The Democracy Institute is a think tank based in Washington, DC, and London. It was founded in 2006. According to the University of Bath's Tobacco Tactics project the institute has taken part in pro-tobacco activities and has previously received funding from the tobacco industry.

On its website the Institute says that "We commonly address public policy in comparative terms. Many of our research projects, therefore, have a transatlantic or international flavor. We are currently conducting and commissioning work in the following areas: democratization; education policy; electoral studies; the European Union; fiscal studies; health care; international relations; obesity; and the regulation of risk."

The institute's founding Director, Patrick Basham, is a former adjunct scholar with the Cato Institute, and was previously the founding director of the Social Affairs Center at the Canadian Fraser Institute.

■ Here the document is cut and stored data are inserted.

//! Sensor Entropy Capture Library
//!
//! Collects raw bytes from a physical sensor (a camera's image plane or a
//! microphone's waveform) over a fixed wall-clock window and returns them
//! as one opaque, text-like payload, for use as unpredictable input by
//! downstream consumers.
//!
//! # Architecture
//!
//! ```text
//! device (driver thread) → delivery queue → sink (worker thread) → payload
//!            ↑                                                      ↓
//!       capture session: start → wait(duration) → stop → finish
//! ```
//!
//! # Design Principles
//!
//! - **One result per window**: `capture` returns exactly once, after the
//!   device has stopped, with bytes observed only inside that window
//! - **No partial payloads**: any delivery fault discards the whole window
//! - **Lossless or nothing**: a dropped sample is a fault, not a gap
//! - **No quality claims**: bytes are passed through raw; there is no
//!   entropy estimation or whitening
//!
//! # Example
//!
//! ```no_run
//! use sensor_entropy::{
//!     capture::{CaptureSession, EmitMode, SessionConfig, SyntheticDevice},
//!     sink::ImageSampleSink,
//! };
//! use std::time::Duration;
//!
//! let device = SyntheticDevice::new(4096, Duration::from_millis(33)).unwrap();
//! let sink = ImageSampleSink::new(EmitMode::Streaming);
//! let mut session = CaptureSession::new(device, sink, &SessionConfig::default());
//!
//! let payload = session.capture_secs(1).unwrap();
//! println!("captured {} bytes", payload.len());
//! ```

#![warn(missing_docs)]
#![warn(rust_2018_idioms)]
#![deny(unsafe_code)]

pub mod capture;
pub mod metrics;
pub mod sink;

// Re-export commonly used types at crate root
pub use capture::{
    AudioConfig, CaptureDevice, CaptureError, CaptureSession, FileConfig, ImageConfig, Payload,
    SampleSink, SessionConfig,
};
pub use sink::{AudioSampleSink, ImageSampleSink};

/// Library version.
pub const VERSION: &str = env!("CARGO_PKG_VERSION");
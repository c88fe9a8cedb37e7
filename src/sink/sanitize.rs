//! Payload sanitization and text decoding.
//!
//! Payloads are treated as one byte per character (ISO-8859-1), so
//! stripping whitespace works directly on bytes.

/// Bytes removed by sanitization: newline, tab and plain space.
pub const STRIPPED_BYTES: [u8; 3] = [b'\n', b'\t', b' '];

#[inline]
fn is_stripped(byte: u8) -> bool {
    STRIPPED_BYTES.contains(&byte)
}

/// Appends `bytes` to `out` without newline, tab or space characters.
///
/// Returns the number of bytes stripped.
pub fn sanitize_into(bytes: &[u8], out: &mut Vec<u8>) -> usize {
    let before = out.len();
    out.extend(bytes.iter().copied().filter(|&b| !is_stripped(b)));
    bytes.len() - (out.len() - before)
}

/// Returns `bytes` without newline, tab or space characters.
pub fn sanitize(bytes: &[u8]) -> Vec<u8> {
    let mut out = Vec::with_capacity(bytes.len());
    sanitize_into(bytes, &mut out);
    out
}

/// Decodes bytes as ISO-8859-1, one character per byte.
pub fn decode_latin1(bytes: &[u8]) -> String {
    bytes.iter().map(|&b| b as char).collect()
}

The institute's Advisory Council includes Chris Edwards, Christopher Preble and Marian Tupy of the Cato Institute, Martin Zelder of Duke University and Ivan Eland of the Independent Institute. Nigel Ashford of the Institute for Humane Studies is also a member of the council as is Jeannie Cameron, who was formerly employed by British American Tobacco. Jeremy Lott, formerly of the Competitive Enterprise Institute, is a Senior Fellow.

A 2006 Democracy Institute book by then Senior Fellow John Luik on Why Graphic Warnings Don't Work was acknowledged as being "made possible by funding provided by Imperial Tobacco Group PLC".